* [What the exercise asks]: Only the lines from the beginning of the data below through the line containing "pub fn fetch(&self, criteria: &SearchCriteria)" belong in the response, each copied exactly.

* [Given records]:

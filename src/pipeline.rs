use crate::clean::clean_comments;
use crate::config::{HarvestOptions, RunChoices, SearchCriteria};
use crate::error::Result;
use crate::export::{save_corpus, save_csv};
use crate::fetch::{fetch_comment_ids, fetch_comments, fetch_submissions};
use crate::models::CommentTable;
use crate::prompt::{ask_choices, ask_retry, collect_criteria, Prompter};
use crate::region::Region;
use crate::service::SearchService;
use crate::util::elapsed_secs;
use std::path::PathBuf;
use std::time::{Duration, Instant};

/// Drives one harvest: fetch, clean, persist. Borrows the service handle for its lifetime.
pub struct Harvester<'a, S: SearchService + ?Sized> {
    service: &'a S,
    opts: HarvestOptions,
}

/// Raw results of the three fetch stages, before cleaning.
#[derive(Clone, Debug)]
pub struct Fetched {
    pub submissions: usize,
    pub comment_ids: usize,
    pub table: CommentTable,
    pub elapsed: Duration,
}

#[derive(Clone, Debug, PartialEq, Eq)]
pub struct RunReport {
    pub criteria: SearchCriteria,
    pub submissions: usize,
    pub comment_ids: usize,
    pub fetched: usize,
    pub kept: usize,
    pub csv_path: PathBuf,
    pub corpus_files: Option<usize>,
    /// Fetch through persistence.
    pub elapsed: Duration,
}

#[derive(Clone, Debug, PartialEq, Eq)]
pub enum RunOutcome {
    Done(RunReport),
    Quit,
}

/// Answers supplied up front (e.g. from CLI flags) that the interactive loop should not ask for.
#[derive(Clone, Copy, Debug, Default)]
pub struct RunPreset {
    pub region: Option<Region>,
    pub choices: Option<RunChoices>,
}

impl<'a, S: SearchService + ?Sized> Harvester<'a, S> {
    pub fn new(service: &'a S, opts: HarvestOptions) -> Self {
        Self { service, opts }
    }

    pub fn options(&self) -> &HarvestOptions {
        &self.opts
    }

    /// Submissions → comment ids → comments. An empty submission search surfaces as `EmptyResult`.
    pub fn fetch(&self, criteria: &SearchCriteria) -> Result<Fetched> {
        let t = Instant::now();
        let posts = fetch_submissions(self.service, criteria)?;
        let ids = fetch_comment_ids(self.service, &posts, &self.opts)?;
        let table = fetch_comments(self.service, &ids, &self.opts)?;
        tracing::info!("TOTAL TIME TAKEN: {} second(s)", elapsed_secs(t));
        Ok(Fetched { submissions: posts.len(), comment_ids: ids.len(), table, elapsed: t.elapsed() })
    }

    /// Clean the fetched table, then write the CSV and (if chosen) the text corpus.
    pub fn persist(&self, criteria: &SearchCriteria, fetched: Fetched, choices: RunChoices) -> Result<RunReport> {
        let t = Instant::now();
        let fetched_rows = fetched.table.len();
        let clean = clean_comments(fetched.table, choices.erase_authors);
        let dir = self.opts.run_dir(criteria);

        let csv_path = save_csv(&clean, &dir, &criteria.csv_file_name())?;
        let corpus_files = if choices.save_corpus {
            Some(save_corpus(&clean, &dir, self.opts.progress)?)
        } else {
            None
        };

        Ok(RunReport {
            criteria: criteria.clone(),
            submissions: fetched.submissions,
            comment_ids: fetched.comment_ids,
            fetched: fetched_rows,
            kept: clean.len(),
            csv_path,
            corpus_files,
            elapsed: fetched.elapsed + t.elapsed(),
        })
    }

    /// One non-interactive pass with pre-validated criteria and choices.
    pub fn run_once(&self, criteria: &SearchCriteria, choices: RunChoices) -> Result<RunReport> {
        criteria.validate()?;
        let fetched = self.fetch(criteria)?;
        self.persist(criteria, fetched, choices)
    }

    /// Prompt for criteria until a search returns something or the user quits.
    /// Only an empty result loops; every other error ends the run.
    pub fn run<P: Prompter + ?Sized>(&self, prompter: &mut P, preset: RunPreset) -> Result<RunOutcome> {
        loop {
            let criteria = collect_criteria(prompter, preset.region)?;
            match self.fetch(&criteria) {
                Ok(fetched) => {
                    let choices = match preset.choices {
                        Some(c) => c,
                        None => ask_choices(prompter)?,
                    };
                    return self.persist(&criteria, fetched, choices).map(RunOutcome::Done);
                }
                Err(e) if e.is_recoverable() => {
                    if !ask_retry(prompter)? {
                        tracing::info!("Quit requested");
                        return Ok(RunOutcome::Quit);
                    }
                }
                Err(e) => return Err(e),
            }
        }
    }
}
//! Error taxonomy for a harvest run.

use std::io;
use std::path::PathBuf;

#[derive(Debug, thiserror::Error)]
pub enum HarvestError {
    /// Region name has no entry in the reference table. Fatal; fix the configuration.
    #[error("unknown region {0:?} (known: {known})", known = crate::region::Region::known_names())]
    UnknownRegion(String),

    /// No submissions matched. Recoverable: adjust the criteria and retry.
    #[error("no posts found matching the search criteria")]
    EmptyResult,

    #[error("remote search failed: {0}")]
    Remote(String),

    #[error("filesystem error at {path}: {source}")]
    Filesystem {
        path: PathBuf,
        #[source]
        source: io::Error,
    },

    #[error("invalid input: {0}")]
    InvalidInput(String),
}

impl HarvestError {
    pub fn fs(path: impl Into<PathBuf>, source: io::Error) -> Self {
        HarvestError::Filesystem { path: path.into(), source }
    }

    /// Only an empty result sends the run back to input collection.
    pub fn is_recoverable(&self) -> bool {
        matches!(self, HarvestError::EmptyResult)
    }
}

impl From<reqwest::Error> for HarvestError {
    fn from(e: reqwest::Error) -> Self {
        HarvestError::Remote(e.to_string())
    }
}

pub type Result<T, E = HarvestError> = std::result::Result<T, E>;
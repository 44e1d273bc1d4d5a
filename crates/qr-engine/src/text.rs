//! Label text rendering for batch table codes.

use ab_glyph::{Font, FontArc, PxScale, ScaleFont};
use image::{Rgba, RgbaImage};
use imageproc::drawing::draw_text_mut;

use crate::error::{QrError, Result};

/// DejaVu Sans Bold, shipped so labels render without system fonts.
const BUNDLED_FONT: &[u8] = include_bytes!("../assets/fonts/DejaVuSans-Bold.ttf");

/// Font used to draw labels under table codes.
#[derive(Clone)]
pub struct LabelFont {
    font: FontArc,
}

impl LabelFont {
    pub fn bundled() -> Result<Self> {
        let font =
            FontArc::try_from_slice(BUNDLED_FONT).map_err(|e| QrError::Font(e.to_string()))?;
        Ok(Self { font })
    }

    /// Load caller-provided TTF/OTF bytes.
    pub fn from_bytes(data: Vec<u8>) -> Result<Self> {
        let font = FontArc::try_from_vec(data).map_err(|e| QrError::Font(e.to_string()))?;
        Ok(Self { font })
    }

    pub fn font(&self) -> &FontArc {
        &self.font
    }
}

impl std::fmt::Debug for LabelFont {
    fn fmt(&self, f: &mut std::fmt::Formatter<'_>) -> std::fmt::Result {
        f.debug_struct("LabelFont").finish_non_exhaustive()
    }
}

/// Measure the pixel width of a string at the given font and scale.
pub fn measure_text_width(font: &impl Font, scale: PxScale, text: &str) -> u32 {
    let scaled = font.as_scaled(scale);
    let mut width = 0.0f32;
    let mut prev_glyph: Option<ab_glyph::GlyphId> = None;

    for ch in text.chars() {
        let glyph_id = scaled.glyph_id(ch);
        if let Some(prev) = prev_glyph {
            width += scaled.kern(prev, glyph_id);
        }
        width += scaled.h_advance(glyph_id);
        prev_glyph = Some(glyph_id);
    }

    width.ceil() as u32
}

/// Compute the line height for the given font and scale.
pub fn line_height(font: &impl Font, scale: PxScale) -> u32 {
    let scaled = font.as_scaled(scale);
    (scaled.ascent() - scaled.descent() + scaled.line_gap()).ceil() as u32
}

/// Draw `text` horizontally centered and vertically centered inside the band
/// `[band_top, band_top + band_height)`.
pub fn draw_centered_label(
    img: &mut RgbaImage,
    font: &impl Font,
    scale: PxScale,
    band_top: u32,
    band_height: u32,
    text: &str,
    color: Rgba<u8>,
) {
    let text_width = measure_text_width(font, scale, text) as i32;
    let x = ((img.width() as i32) - text_width).max(0) / 2;
    let lh = line_height(font, scale) as i32;
    let y = band_top as i32 + ((band_height as i32) - lh) / 2;
    draw_text_mut(img, color, x, y, scale, font, text);
}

* [Response to this exercise]:
filename src/pipeline.rs
use crate::clean::clean_comments;
use crate::config::{HarvestOptions, RunChoices, SearchCriteria};
use crate::error::Result;
use crate::export::{save_corpus, save_csv};
use crate::fetch::{fetch_comment_ids, fetch_comments, fetch_submissions};
use crate::models::CommentTable;
use crate::prompt::{ask_choices, ask_retry, collect_criteria, Prompter};
use crate::region::Region;
use crate::service::SearchService;
use crate::util::elapsed_secs;
use std::path::PathBuf;
use std::time::{Duration, Instant};

/// Drives one harvest: fetch, clean, persist. Borrows the service handle for its lifetime.
pub struct Harvester<'a, S: SearchService + ?Sized> {
    service: &'a S,
    opts: HarvestOptions,
}

/// Raw results of the three fetch stages, before cleaning.
#[derive(Clone, Debug)]
pub struct Fetched {
    pub submissions: usize,
    pub comment_ids: usize,
    pub table: CommentTable,
    pub elapsed: Duration,
}

#[derive(Clone, Debug, PartialEq, Eq)]
pub struct RunReport {
    pub criteria: SearchCriteria,
    pub submissions: usize,
    pub comment_ids: usize,
    pub fetched: usize,
    pub kept: usize,
    pub csv_path: PathBuf,
    pub corpus_files: Option<usize>,
    /// Fetch through persistence.
    pub elapsed: Duration,
}

#[derive(Clone, Debug, PartialEq, Eq)]
pub enum RunOutcome {
    Done(RunReport),
    Quit,
}

/// Answers supplied up front (e.g. from CLI flags) that the interactive loop should not ask for.
#[derive(Clone, Copy, Debug, Default)]
pub struct RunPreset {
    pub region: Option<Region>,
    pub choices: Option<RunChoices>,
}

impl<'a, S: SearchService + ?Sized> Harvester<'a, S> {
    pub fn new(service: &'a S, opts: HarvestOptions) -> Self {
        Self { service, opts }
    }

    pub fn options(&self) -> &HarvestOptions {
        &self.opts
    }

    /// Submissions → comment ids → comments. An empty submission search surfaces as `EmptyResult`.
    pub fn fetch(&self, criteria: &SearchCriteria) -> Result<Fetched> {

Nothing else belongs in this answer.